Methods: The study will evaluate the biologic effects in 25 patients of two dose levels and three treatment durations administered before prostatectomy. The tumor will then be resected via radical prostatectomy 24 hours after the last dose of sunitinib, and subjects will remain in clinical follow-up for 1 year. Pretreatment tumor biopsies used to establish diagnosis and post-treatment surgical specimens will be assayed for a host of biomarker expression. Sunitinib (SU011248) is an orally administered, small molecule that inhibits the tyrosine kinase activities of the growth factors for vascular endothelial growth factor and platelet-derived growth factor and blocks signaling through KIT. Clinically, sunitinib has good oral bioavailability, linear pharmacokinetics, and a prolonged half-life (~ 40 hours). Repeated dosing over a range of 25 mg to 100 mg daily has been performed, either on a repeated 4-week cycle comprising daily treatment for 2 weeks followed by a 2-week rest period or a repeated 6-week cycle comprising daily treatment for 4 weeks followed by a 2-week rest period. Sunitinib is especially suited for neoadjuvant therapy and potential downstaging of prostate tumors because of its demonstrated capability of shrinking and downsizing rather large kidney tumors, in which it has demonstrated 40% response rates and up to 90% shrinkage of target lesions in these difficult solid tumors. No other targeted drug has shown similar activity. This study will be a phase I, open-label, singlecenter, multiple-dose, dose-escalation clinical study of sunitinib in subjects with high-risk prostate cancer who have elected to undergo radical prostatectomy with the following objectives.
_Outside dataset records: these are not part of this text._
//! Response envelope handling.
//!
//! Every endpoint uses the same contract: a 2xx status carries the resource
//! (or nothing, for 204), anything else carries an error envelope:
//!
//! ```json
//! { "error": "Validation failed", "detail": "...", "messages": ["name is taken"] }
//! ```
//!
//! [`decode_response`] reads the body once and turns it into either the
//! requested type or a classified [`Error`].

use crate::error::{Error, Result};
use serde::de::DeserializeOwned;
use serde::{Deserialize, Serialize};
use std::fmt;

/// Structured error body returned by the API.
///
/// All fields are optional and unknown fields are ignored.
#[derive(Debug, Clone, Default, PartialEq, Eq, Serialize, Deserialize)]
pub struct ApiErrorEnvelope {
    /// Short error summary
    #[serde(default, skip_serializing_if = "Option::is_none")]
    pub error: Option<String>,
    /// Longer explanation
    #[serde(default, skip_serializing_if = "Option::is_none")]
    pub detail: Option<String>,
    /// Individual messages, usually one per invalid field
    #[serde(default, skip_serializing_if = "Vec::is_empty")]
    pub messages: Vec<String>,
}

impl ApiErrorEnvelope {
    /// Whether no field carries any text.
    pub fn is_empty(&self) -> bool {
        self.error.as_deref().is_none_or(str::is_empty)
            && self.detail.as_deref().is_none_or(str::is_empty)
            && self.messages.is_empty()
    }
}

impl fmt::Display for ApiErrorEnvelope {
    /// Renders populated fields only, in the order error, detail, messages,
    /// one per line. Messages are newline separated.
    fn fmt(&self, f: &mut fmt::Formatter<'_>) -> fmt::Result {
        let mut lines = Vec::with_capacity(3);

        if let Some(error) = self.error.as_deref().filter(|s| !s.is_empty()) {
            lines.push(format!("error: {error}"));
        }
        if let Some(detail) = self.detail.as_deref().filter(|s| !s.is_empty()) {
            lines.push(format!("detail: {detail}"));
        }
        if !self.messages.is_empty() {
            lines.push(format!("messages: {}", self.messages.join("\n")));
        }

        f.write_str(&lines.join("\n"))
    }
}

/// Read a response body and decode it according to the status code.
///
/// See [`decode_body`] for the mapping.
///
/// # Errors
///
/// - [`Error::Connection`] if the body cannot be read
/// - anything [`decode_body`] returns
pub async fn decode_response<T: DeserializeOwned>(response: reqwest::Response) -> Result<T> {
    let status = response.status().as_u16();
    let body = response
        .bytes()
        .await
        .map_err(|e| Error::Connection(e.to_string()))?;

    decode_body(status, &body)
}

/// Decode an already-read body according to the status code.
///
/// - 2xx: the body is decoded as `T`. An empty body (e.g. 204) decodes as
///   JSON `null`, so `()` and `Option<_>` targets accept it.
/// - 404: [`Error::NotFound`], whatever the body.
/// - anything else: [`Error::Api`] with the decoded envelope, or
///   [`Error::ResponseValidation`] if the envelope itself cannot be decoded.
pub fn decode_body<T: DeserializeOwned>(status: u16, body: &[u8]) -> Result<T> {
    if !(200..300).contains(&status) {
        return Err(Error::from_response(status, body));
    }

    let body = if body.iter().all(u8::is_ascii_whitespace) {
        &b"null"[..]
    } else {
        body
    };

    serde_json::from_slice(body).map_err(|e| Error::ResponseValidation(e.to_string()))
}
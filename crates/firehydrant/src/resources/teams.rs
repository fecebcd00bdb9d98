//! Teams API endpoint

use super::ResourceKind;
use serde::{Deserialize, Serialize};

/// Marker for the `teams` collection.
#[derive(Debug, Clone, Copy)]
pub struct Teams;

impl ResourceKind for Teams {
    const NAME: &'static str = "team";
    const PLURAL: &'static str = "teams";
    const PATH: &'static str = "teams";

    type Item = Team;
    type CreateRequest = CreateTeam;
    type UpdateRequest = UpdateTeam;
    type Query = TeamQuery;
}

/// A team.
#[derive(Debug, Clone, PartialEq, Serialize, Deserialize)]
pub struct Team {
    /// Team ID
    pub id: String,
    /// Display name
    pub name: String,
    /// Free-form description
    #[serde(default)]
    pub description: String,
    /// URL-safe slug
    #[serde(default)]
    pub slug: Option<String>,
    /// Creation timestamp (RFC 3339)
    #[serde(default)]
    pub created_at: Option<String>,
}

/// Body of a team creation.
#[derive(Debug, Clone, Default, PartialEq, Serialize)]
pub struct CreateTeam {
    /// Display name
    pub name: String,
    /// Free-form description
    #[serde(skip_serializing_if = "Option::is_none")]
    pub description: Option<String>,
    /// URL-safe slug, derived from the name when unset
    #[serde(skip_serializing_if = "Option::is_none")]
    pub slug: Option<String>,
}

impl CreateTeam {
    /// Creation body with just a name.
    pub fn new(name: impl Into<String>) -> Self {
        Self {
            name: name.into(),
            ..Default::default()
        }
    }
}

/// Body of a team update. Unset fields are left unchanged.
#[derive(Debug, Clone, Default, PartialEq, Serialize)]
pub struct UpdateTeam {
    /// New display name
    #[serde(skip_serializing_if = "Option::is_none")]
    pub name: Option<String>,
    /// New description
    #[serde(skip_serializing_if = "Option::is_none")]
    pub description: Option<String>,
}

/// Filters for listing teams.
#[derive(Debug, Clone, Default, PartialEq, Serialize)]
pub struct TeamQuery {
    /// Free-text search
    #[serde(skip_serializing_if = "Option::is_none")]
    pub query: Option<String>,
    /// Page size
    #[serde(skip_serializing_if = "Option::is_none")]
    pub per_page: Option<u32>,
}
//! API resource endpoints
//!
//! Every collection in the API follows the same CRUD shape, so a single
//! generic client, [`Resources`], serves them all. Each collection only
//! declares its name, path and request/response types through
//! [`ResourceKind`].
//!
//! ```rust,no_run
//! use firehydrant::Client;
//! use firehydrant::resources::services::{CreateService, ServiceQuery};
//!
//! # async fn example() -> firehydrant::Result<()> {
//! let client = Client::new("fhb-...");
//!
//! let created = client
//!     .services()
//!     .create(&CreateService::new("checkout"))
//!     .await?;
//! let all = client.services().list(&ServiceQuery::default()).await?;
//! assert!(all.iter().any(|s| s.id == created.id));
//! # Ok(())
//! # }
//! ```

pub mod escalation_policies;
pub mod on_call_schedules;
pub mod ping;
pub mod runbooks;
pub mod services;
pub mod signal_rules;
pub mod teams;

use crate::client::Client;
use crate::error::Result;
use crate::observability::log_lookup;
use firehydrant_core::context::RequestContext;
use firehydrant_core::pagination::{Page, follow_pages};
use reqwest::Method;
use serde::de::{DeserializeOwned, IgnoredAny};
use serde::{Deserialize, Serialize};
use std::fmt;
use std::marker::PhantomData;

/// Describes one API collection.
pub trait ResourceKind: Send + Sync + 'static {
    /// Singular, human-readable name used in error context ("service")
    const NAME: &'static str;

    /// Plural, human-readable name used in error context ("services")
    const PLURAL: &'static str;

    /// Path segment of the collection, relative to its parent ("services")
    const PATH: &'static str;

    /// Response body of get/create/update and the list item type
    type Item: DeserializeOwned + Send;

    /// Request body of `create`
    type CreateRequest: Serialize + Sync;

    /// Request body of `update`
    type UpdateRequest: Serialize + Sync;

    /// Query string parameters of `list`
    type Query: Serialize + Sync;
}

/// Query type for collections without list filters.
#[derive(Debug, Clone, Copy, Default, PartialEq, Eq, Serialize)]
pub struct NoQuery {}

/// Reference to another object by type and ID, as used in targets and
/// escalation steps.
#[derive(Debug, Clone, PartialEq, Eq, Serialize, Deserialize)]
pub struct TargetRef {
    /// Object type, e.g. `"User"`, `"EscalationPolicy"`
    #[serde(rename = "type")]
    pub target_type: String,
    /// Object ID
    pub id: String,
}

impl TargetRef {
    /// Create a reference.
    pub fn new(target_type: impl Into<String>, id: impl Into<String>) -> Self {
        Self {
            target_type: target_type.into(),
            id: id.into(),
        }
    }
}

/// Generic CRUD client for one collection.
///
/// Obtained from the accessors on [`Client`] (e.g. [`Client::services`]).
/// Every failure is wrapped with the operation, e.g.
/// `could not get service: resource not found`. Use
/// [`Error::is_not_found`](crate::Error::is_not_found) to detect a missing
/// object through that wrapping.
pub struct Resources<K: ResourceKind> {
    client: Client,
    segments: Vec<String>,
    ctx: RequestContext,
    _kind: PhantomData<fn() -> K>,
}

impl<K: ResourceKind> Resources<K> {
    /// Top-level collection, e.g. `services`.
    pub(crate) fn new(client: Client) -> Self {
        Self::nested(client, &[])
    }

    /// Collection below a parent path, e.g. `teams/{id}/signal_rules`.
    pub(crate) fn nested(client: Client, parent: &[&str]) -> Self {
        let segments = parent
            .iter()
            .map(|s| s.to_string())
            .chain(std::iter::once(K::PATH.to_string()))
            .collect();

        Self {
            client,
            segments,
            ctx: RequestContext::background(),
            _kind: PhantomData,
        }
    }

    /// Run subsequent calls under `ctx`.
    ///
    /// The context bounds the wait for the rate limiter only; see
    /// [`RateLimitedTransport`](crate::RateLimitedTransport).
    ///
    /// ```rust,no_run
    /// # use firehydrant::{Client, RequestContext};
    /// # use std::time::Duration;
    /// # async fn example(client: Client) -> firehydrant::Result<()> {
    /// let ctx = RequestContext::background().with_timeout(Duration::from_secs(2));
    /// let team = client.teams().with_context(ctx).get("team-id").await?;
    /// # Ok(())
    /// # }
    /// ```
    pub fn with_context(&self, ctx: RequestContext) -> Self {
        Self {
            client: self.client.clone(),
            segments: self.segments.clone(),
            ctx,
            _kind: PhantomData,
        }
    }

    /// The collection path relative to the base URL.
    pub fn path(&self) -> String {
        self.segments.join("/")
    }

    /// Fetch one object by ID.
    pub async fn get(&self, id: &str) -> Result<K::Item> {
        log_lookup(K::NAME, id);

        let result: Result<K::Item> = async {
            let request = self.client.request(Method::GET, self.item_segments(id))?;
            self.client.send(&self.ctx, request).await
        }
        .await;

        result.map_err(|e| e.context(format!("could not get {}", K::NAME)))
    }

    /// Create an object.
    pub async fn create(&self, body: &K::CreateRequest) -> Result<K::Item> {
        let result: Result<K::Item> = async {
            let request = self.client.request(Method::POST, &self.segments)?;
            let request = Client::json_body(request, body)?;
            self.client.send(&self.ctx, request).await
        }
        .await;

        result.map_err(|e| e.context(format!("could not create {}", K::NAME)))
    }

    /// Partially update an object (`PATCH`).
    pub async fn update(&self, id: &str, body: &K::UpdateRequest) -> Result<K::Item> {
        let result: Result<K::Item> = async {
            let request = self.client.request(Method::PATCH, self.item_segments(id))?;
            let request = Client::json_body(request, body)?;
            self.client.send(&self.ctx, request).await
        }
        .await;

        result.map_err(|e| e.context(format!("could not update {}", K::NAME)))
    }

    /// Delete an object. Any 2xx is success; the body, if any, is ignored.
    pub async fn delete(&self, id: &str) -> Result<()> {
        let result: Result<()> = async {
            let request = self.client.request(Method::DELETE, self.item_segments(id))?;
            let _: IgnoredAny = self.client.send(&self.ctx, request).await?;
            Ok(())
        }
        .await;

        result.map_err(|e| e.context(format!("could not delete {}", K::NAME)))
    }

    /// List every object matching `query`, following pagination to the end.
    ///
    /// Fails as a whole if any page fails.
    pub async fn list(&self, query: &K::Query) -> Result<Vec<K::Item>> {
        follow_pages(move |page| self.fetch_page(query, page))
            .await
            .map_err(|e| e.context(format!("could not list {}", K::PLURAL)))
    }

    /// Fetch a single page of the listing.
    pub async fn list_page(&self, query: &K::Query, page: u32) -> Result<Page<K::Item>> {
        self.fetch_page(query, page)
            .await
            .map_err(|e| e.context(format!("could not list {}", K::PLURAL)))
    }

    async fn fetch_page(&self, query: &K::Query, page: u32) -> Result<Page<K::Item>> {
        let request = self
            .client
            .request(Method::GET, &self.segments)?
            .query(query)
            .query(&[("page", page)]);

        self.client.send(&self.ctx, request).await
    }

    fn item_segments<'a>(&'a self, id: &'a str) -> impl Iterator<Item = &'a str> {
        self.segments
            .iter()
            .map(String::as_str)
            .chain(std::iter::once(id))
    }
}

impl<K: ResourceKind> Clone for Resources<K> {
    fn clone(&self) -> Self {
        self.with_context(self.ctx.clone())
    }
}

impl<K: ResourceKind> fmt::Debug for Resources<K> {
    fn fmt(&self, f: &mut fmt::Formatter<'_>) -> fmt::Result {
        f.debug_struct("Resources")
            .field("kind", &K::NAME)
            .field("path", &self.path())
            .field("ctx", &self.ctx)
            .finish()
    }
}

/// Turn a not-found failure into `Ok(None)`, leaving every other outcome
/// alone.
///
/// ```rust,no_run
/// # use firehydrant::{Client, resources::optional};
/// # async fn example(client: Client) -> firehydrant::Result<()> {
/// if optional(client.runbooks().get("rb-1").await)?.is_none() {
///     println!("runbook is gone");
/// }
/// # Ok(())
/// # }
/// ```
pub fn optional<T>(result: Result<T>) -> Result<Option<T>> {
    match result {
        Ok(item) => Ok(Some(item)),
        Err(e) if e.is_not_found() => Ok(None),
        Err(e) => Err(e),
    }
}
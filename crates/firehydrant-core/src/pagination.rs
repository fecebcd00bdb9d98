//! Page-following for list endpoints.
//!
//! Every list endpoint answers with the same shape:
//!
//! ```json
//! {
//!   "data": [ ... ],
//!   "pagination": { "count": 3, "page": 1, "items": 1, "pages": 3, "prev": null, "next": 2, "last": 3 }
//! }
//! ```
//!
//! [`follow_pages`] walks the `next` cursor until it reaches zero and
//! returns the concatenated items.

use serde::{Deserialize, Deserializer, Serialize};
use std::future::Future;

/// Cursor describing where a page sits in a listing.
///
/// Missing or `null` fields read as `0`. `next == 0` means there are no
/// further pages.
#[derive(Debug, Clone, Copy, Default, PartialEq, Eq, Serialize, Deserialize)]
pub struct Pagination {
    /// Total number of items across all pages
    #[serde(default, deserialize_with = "null_as_zero")]
    pub count: u32,
    /// Current page number
    #[serde(default, deserialize_with = "null_as_zero")]
    pub page: u32,
    /// Items on this page
    #[serde(default, deserialize_with = "null_as_zero")]
    pub items: u32,
    /// Total number of pages
    #[serde(default, deserialize_with = "null_as_zero")]
    pub pages: u32,
    /// Previous page number, 0 on the first page
    #[serde(default, deserialize_with = "null_as_zero")]
    pub prev: u32,
    /// Next page number, 0 on the last page
    #[serde(default, deserialize_with = "null_as_zero")]
    pub next: u32,
    /// Last page number
    #[serde(default, deserialize_with = "null_as_zero")]
    pub last: u32,
}

impl Pagination {
    /// The page to request next, if any.
    pub fn next_page(&self) -> Option<u32> {
        (self.next != 0).then_some(self.next)
    }
}

/// One page of a listing.
#[derive(Debug, Clone, PartialEq, Serialize, Deserialize)]
pub struct Page<T> {
    /// Items on this page, in server order
    #[serde(default = "Vec::new")]
    pub data: Vec<T>,
    /// Cursor, absent on endpoints that do not paginate
    #[serde(default, skip_serializing_if = "Option::is_none")]
    pub pagination: Option<Pagination>,
}

impl<T> Page<T> {
    /// The page to request next, if any.
    pub fn next_page(&self) -> Option<u32> {
        self.pagination.as_ref().and_then(Pagination::next_page)
    }
}

/// Fetch every page of a listing and return all items in order.
///
/// `fetch` is called with page `1` first, then with each `next` cursor the
/// server returns. Iteration stops when `next` is zero or the page has no
/// `pagination` at all. The first failing fetch aborts the walk and its
/// error is returned; items gathered so far are dropped.
///
/// # Examples
///
/// ```rust
/// use firehydrant_core::pagination::{follow_pages, Page, Pagination};
///
/// # async fn example() -> Result<(), std::io::Error> {
/// let items = follow_pages(|page| async move {
///     let next = if page < 3 { page + 1 } else { 0 };
///     Ok::<_, std::io::Error>(Page {
///         data: vec![page],
///         pagination: Some(Pagination { page, next, ..Default::default() }),
///     })
/// })
/// .await?;
///
/// assert_eq!(items, vec![1, 2, 3]);
/// # Ok(())
/// # }
/// ```
pub async fn follow_pages<T, E, F, Fut>(mut fetch: F) -> Result<Vec<T>, E>
where
    F: FnMut(u32) -> Fut,
    Fut: Future<Output = Result<Page<T>, E>>,
{
    let mut items = Vec::new();
    let mut page = 1;

    loop {
        let current = fetch(page).await?;
        let next = current.next_page();
        items.extend(current.data);

        match next {
            Some(next) => page = next,
            None => return Ok(items),
        }
    }
}

fn null_as_zero<'de, D>(deserializer: D) -> Result<u32, D::Error>
where
    D: Deserializer<'de>,
{
    Ok(Option::<u32>::deserialize(deserializer)?.unwrap_or_default())
}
The primary objective will be to evaluate the effects of sunitinib by histologic examination of prostate tumors after radical prostatectomy (ie, apoptosis, inflammatory infiltrate, etc.) and to determine the safety and maximum tolerable dose of sunitinib when administered as an neoadjuvant treatment for up to 4 weeks in patients with prostate cancer before radical prostatectomy. Secondary objectives will include the evaluation of the effects of sunitinib on tumoral phospho vascular endothelial growth factor/platelet-derived growth factor, receptor tyrosine kinase pathways, microvessel density, antiangiogenic activities, other known biologic targets of sunitinib activity, and on serum PSA levels.